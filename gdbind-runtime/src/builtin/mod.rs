// Builtin value kinds: plain math types copied by value, and pooled engine
// payloads (strings, containers, callables) held through registry pins.

use std::mem::size_of;

use gdbind_ffi::{CTOR_DEFAULT, ConstTypePtr, Opaque, TypePtr, VariantType};

use crate::builtin_fns;
use crate::call_frame::AbiValue;
use crate::error::BindResult;
use crate::logging::LOG_ERROR;
use crate::registry::{PayloadKind, Pin, pack, registry, unpack};

/// A builtin kind with a fixed engine representation.
pub trait BuiltinValue: Sized {
    const VARIANT_TYPE: VariantType;
    /// Bytes the engine reads and writes for this kind.
    type Repr: AbiValue;

    /// Borrowed view. For pooled kinds the token stays owned by the registry.
    fn to_repr(&self) -> Self::Repr;

    /// Take ownership of a payload the engine constructed for the host.
    ///
    /// # Safety
    /// `repr` must be a live payload of this kind that nobody else releases.
    unsafe fn from_owned_repr(repr: Self::Repr) -> Self;

    /// Copy a payload the engine still owns.
    ///
    /// # Safety
    /// `repr` must be a live payload of this kind.
    unsafe fn from_borrowed_repr(repr: &Self::Repr) -> Self;

    /// Hand the payload to the engine without releasing it.
    fn into_owned_repr(self) -> Self::Repr;

    /// `Some` for kinds the registry tracks.
    fn payload_kind() -> Option<PayloadKind> {
        None
    }

    /// Value written back when host code fails to produce one.
    fn zero() -> Self;

    /// Extra check after a tag-matched decode (typed containers).
    fn validate(&self) -> BindResult<()> {
        Ok(())
    }
}

// ---------------------------------------------------------------------------
// Pooled tokens
// ---------------------------------------------------------------------------

/// Registry-pinned token of one pooled builtin kind, `W` words wide.
pub(crate) struct Pooled<const W: usize> {
    pin: Pin,
    ty: VariantType,
}

impl<const W: usize> Pooled<W> {
    /// # Safety
    /// `token` must be an owned, live payload of type `ty`.
    pub(crate) unsafe fn adopt(ty: VariantType, token: Opaque<W>) -> Self {
        Pooled {
            pin: registry().adopt(PayloadKind::Builtin(ty), pack(token)),
            ty,
        }
    }

    /// # Safety
    /// `token` must be a live payload of type `ty`.
    pub(crate) unsafe fn acquire(ty: VariantType, token: Opaque<W>) -> Self {
        Pooled {
            pin: registry().acquire(PayloadKind::Builtin(ty), pack(token)),
            ty,
        }
    }

    /// Run engine constructor `index` of `ty`.
    pub(crate) fn construct(ty: VariantType, index: i32, args: &[ConstTypePtr]) -> BindResult<Self> {
        let ctor = builtin_fns::constructor(ty, index)?;
        let mut token = Opaque::<W>::ZERO;
        // SAFETY: args match the constructor's declared parameters.
        unsafe {
            ctor(token.as_mut_ptr(), args.as_ptr());
            Ok(Pooled::adopt(ty, token))
        }
    }

    pub(crate) fn new_default(ty: VariantType) -> Self {
        Pooled::construct(ty, CTOR_DEFAULT, &[]).unwrap_or_else(|e| {
            crate::glog!(LOG_ERROR, "[gdbind] default {} failed: {e}", ty.name());
            // SAFETY: a zero token is never dereferenced by a destructor.
            unsafe { Pooled::adopt(ty, Opaque::ZERO) }
        })
    }

    #[track_caller]
    #[inline]
    pub(crate) fn token(&self) -> Opaque<W> {
        unpack(registry().get(self.pin))
    }

    /// Mutate the token in place; writes back a reallocated token.
    #[track_caller]
    pub(crate) fn update<R>(&mut self, f: impl FnOnce(&mut Opaque<W>) -> R) -> R {
        registry().update(self.pin, |packed| {
            let mut token = unpack::<W>(*packed);
            let result = f(&mut token);
            *packed = pack(token);
            result
        })
    }

    /// Call a builtin method that does not modify the receiver.
    pub(crate) fn call<R: AbiValue>(
        &self,
        name: &'static str,
        hash: i64,
        args: &[ConstTypePtr],
    ) -> BindResult<R> {
        let method = builtin_fns::builtin_method(self.ty, name, hash)?;
        let mut token = self.token();
        Ok(unsafe { invoke(method, &mut token, args) })
    }

    /// Call a builtin method that may modify (and reallocate) the receiver.
    pub(crate) fn call_mut<R: AbiValue>(
        &mut self,
        name: &'static str,
        hash: i64,
        args: &[ConstTypePtr],
    ) -> BindResult<R> {
        let method = builtin_fns::builtin_method(self.ty, name, hash)?;
        Ok(self.update(|token| unsafe { invoke(method, token, args) }))
    }

    /// Call a builtin method returning another pooled kind.
    pub(crate) fn call_pooled<const RW: usize>(
        &self,
        name: &'static str,
        hash: i64,
        ret_ty: VariantType,
        args: &[ConstTypePtr],
    ) -> BindResult<Pooled<RW>> {
        let token: Opaque<RW> = self.call(name, hash, args)?;
        Ok(unsafe { Pooled::adopt(ret_ty, token) })
    }

    /// Give the payload to the engine.
    pub(crate) fn into_engine(self) -> Opaque<W> {
        let token = registry()
            .transfer_to_engine(self.pin)
            .map(unpack)
            .unwrap_or(Opaque::ZERO);
        std::mem::forget(self);
        token
    }

    /// Give the pin to a call frame, which ends it when the call returns.
    pub(crate) fn into_pin(self) -> Pin {
        let pin = self.pin;
        std::mem::forget(self);
        pin
    }

    /// Same engine payload (identity, not value).
    pub(crate) fn is_same(&self, other: &Self) -> bool {
        self.token() == other.token()
    }
}

unsafe fn invoke<R: AbiValue, const W: usize>(
    method: gdbind_ffi::PtrBuiltInMethod,
    token: &mut Opaque<W>,
    args: &[ConstTypePtr],
) -> R {
    // SAFETY: AbiValue guarantees the zero pattern is valid.
    let mut ret: R = unsafe { std::mem::zeroed() };
    let ret_ptr = if size_of::<R>() == 0 {
        std::ptr::null_mut()
    } else {
        &mut ret as *mut R as TypePtr
    };
    unsafe { builtin_fns::call_builtin(method, token.as_mut_ptr(), args, ret_ptr) };
    ret
}

impl<const W: usize> Clone for Pooled<W> {
    fn clone(&self) -> Self {
        unsafe { Pooled::acquire(self.ty, self.token()) }
    }
}

impl<const W: usize> Drop for Pooled<W> {
    fn drop(&mut self) {
        registry().end(self.pin);
    }
}

/// Pointer to a value for an engine argument list.
#[inline]
pub(crate) fn arg<T>(value: &T) -> ConstTypePtr {
    value as *const T as ConstTypePtr
}

// ---------------------------------------------------------------------------
// Impl generators
// ---------------------------------------------------------------------------

/// Plain value kinds: the host value is its own engine representation.
macro_rules! plain_values {
    ($($t:ty => $vt:ident),* $(,)?) => {$(
        impl $crate::builtin::BuiltinValue for $t {
            const VARIANT_TYPE: gdbind_ffi::VariantType = gdbind_ffi::VariantType::$vt;
            type Repr = $t;

            #[inline]
            fn to_repr(&self) -> $t {
                *self
            }

            #[inline]
            unsafe fn from_owned_repr(repr: $t) -> Self {
                repr
            }

            #[inline]
            unsafe fn from_borrowed_repr(repr: &$t) -> Self {
                *repr
            }

            #[inline]
            fn into_owned_repr(self) -> $t {
                self
            }

            fn zero() -> Self {
                <$t>::default()
            }
        }

        impl $crate::variant::VariantKind for $t {
            const VARIANT_TYPE: gdbind_ffi::VariantType = gdbind_ffi::VariantType::$vt;
        }

        builtin_conversions!([] $t);
    )*};
}

/// Pooled newtypes over [`Pooled`].
macro_rules! pooled_values {
    ($($name:ident => $vt:ident, $words:literal);* $(;)?) => {$(
        impl $crate::builtin::BuiltinValue for $name {
            const VARIANT_TYPE: gdbind_ffi::VariantType = gdbind_ffi::VariantType::$vt;
            type Repr = gdbind_ffi::Opaque<$words>;

            #[inline]
            fn to_repr(&self) -> Self::Repr {
                self.0.token()
            }

            unsafe fn from_owned_repr(repr: Self::Repr) -> Self {
                $name(unsafe { $crate::builtin::Pooled::adopt(Self::VARIANT_TYPE, repr) })
            }

            unsafe fn from_borrowed_repr(repr: &Self::Repr) -> Self {
                $name(unsafe { $crate::builtin::Pooled::acquire(Self::VARIANT_TYPE, *repr) })
            }

            fn into_owned_repr(self) -> Self::Repr {
                self.0.into_engine()
            }

            fn payload_kind() -> Option<$crate::registry::PayloadKind> {
                Some($crate::registry::PayloadKind::Builtin(Self::VARIANT_TYPE))
            }

            fn zero() -> Self {
                $name($crate::builtin::Pooled::new_default(Self::VARIANT_TYPE))
            }
        }

        impl $crate::variant::VariantKind for $name {
            const VARIANT_TYPE: gdbind_ffi::VariantType = gdbind_ffi::VariantType::$vt;
        }

        impl Default for $name {
            fn default() -> Self {
                <$name as $crate::builtin::BuiltinValue>::zero()
            }
        }

        builtin_conversions!([] $name);
    )*};
}

/// Variant and ptrcall marshaling for any `BuiltinValue`.
macro_rules! builtin_conversions {
    ($([$($gen:tt)*] $t:ty),* $(,)?) => {$(
        impl<$($gen)*> $crate::variant::ToVariant for $t {
            fn to_variant(&self) -> $crate::variant::Variant {
                $crate::variant::encode_builtin(self)
            }
        }

        impl<$($gen)*> $crate::variant::FromVariant for $t {
            fn try_from_variant(
                variant: &$crate::variant::Variant,
            ) -> $crate::error::BindResult<Self> {
                $crate::variant::decode_builtin(variant)
            }
        }

        impl<$($gen)*> $crate::marshal::PtrArg for $t {
            fn push_arg(&self, frame: &mut $crate::call_frame::CallFrame) {
                frame.arg($crate::builtin::BuiltinValue::to_repr(self));
            }
        }

        impl<$($gen)*> $crate::marshal::PtrReturn for $t {
            type Slot = <$t as $crate::builtin::BuiltinValue>::Repr;

            fn reserve(
                frame: &mut $crate::call_frame::CallFrame,
            ) -> $crate::call_frame::RetSlot<Self::Slot> {
                match <$t as $crate::builtin::BuiltinValue>::payload_kind() {
                    Some(kind) => frame.ret_owned(kind),
                    None => frame.ret_slot(),
                }
            }

            fn take(
                frame: &mut $crate::call_frame::CallFrame,
                slot: &$crate::call_frame::RetSlot<Self::Slot>,
                _ownership: $crate::marshal::ReturnOwnership,
            ) -> Self {
                // Builtin returns are always constructed for the caller.
                unsafe {
                    <$t as $crate::builtin::BuiltinValue>::from_owned_repr(frame.take_owned(slot))
                }
            }
        }

        impl<$($gen)*> $crate::marshal::PtrLift for $t {
            unsafe fn lift(ptr: gdbind_ffi::ConstTypePtr) -> Self {
                unsafe {
                    <$t as $crate::builtin::BuiltinValue>::from_borrowed_repr(
                        &*(ptr as *const <$t as $crate::builtin::BuiltinValue>::Repr),
                    )
                }
            }
        }

        impl<$($gen)*> $crate::marshal::PtrLower for $t {
            fn zero() -> Self {
                <$t as $crate::builtin::BuiltinValue>::zero()
            }

            unsafe fn lower(self, ret: gdbind_ffi::TypePtr) {
                let repr = $crate::builtin::BuiltinValue::into_owned_repr(self);
                unsafe {
                    std::ptr::write(ret as *mut <$t as $crate::builtin::BuiltinValue>::Repr, repr)
                };
            }
        }
    )*};
}

mod array;
mod callable;
mod dictionary;
mod math;
mod packed;
mod string;

pub use array::{Array, ArrayElement, ArrayIter};
pub use callable::{Callable, Signal};
pub use dictionary::{Dictionary, DictionaryIter};
pub use math::*;
pub use packed::{
    PackedArray, PackedByteArray, PackedColorArray, PackedElement, PackedFloat32Array,
    PackedFloat64Array, PackedInt32Array, PackedInt64Array, PackedStringArray,
    PackedVector2Array, PackedVector3Array, PackedVector4Array,
};
pub use string::{GString, NodePath, StringName};

plain_values!(bool => Bool, i64 => Int, f64 => Float);

pub(crate) use callable::clear_closures;
pub use callable::live_closures;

****************************************

**What to produce**
Word for word, repeat the data from its first line through the line with "by the registry.", including both of those lines and no others.

**Your response**
filename gdbind-runtime/src/builtin/mod.rs
// Builtin value kinds: plain math types copied by value, and pooled engine
// payloads (strings, containers, callables) held through registry pins.

use std::mem::size_of;

use gdbind_ffi::{CTOR_DEFAULT, ConstTypePtr, Opaque, TypePtr, VariantType};

use crate::builtin_fns;
use crate::call_frame::AbiValue;
use crate::error::BindResult;
use crate::logging::LOG_ERROR;
use crate::registry::{PayloadKind, Pin, pack, registry, unpack};

/// A builtin kind with a fixed engine representation.
pub trait BuiltinValue: Sized {
    const VARIANT_TYPE: VariantType;
    /// Bytes the engine reads and writes for this kind.
    type Repr: AbiValue;

    /// Borrowed view. For pooled kinds the token stays owned by the registry.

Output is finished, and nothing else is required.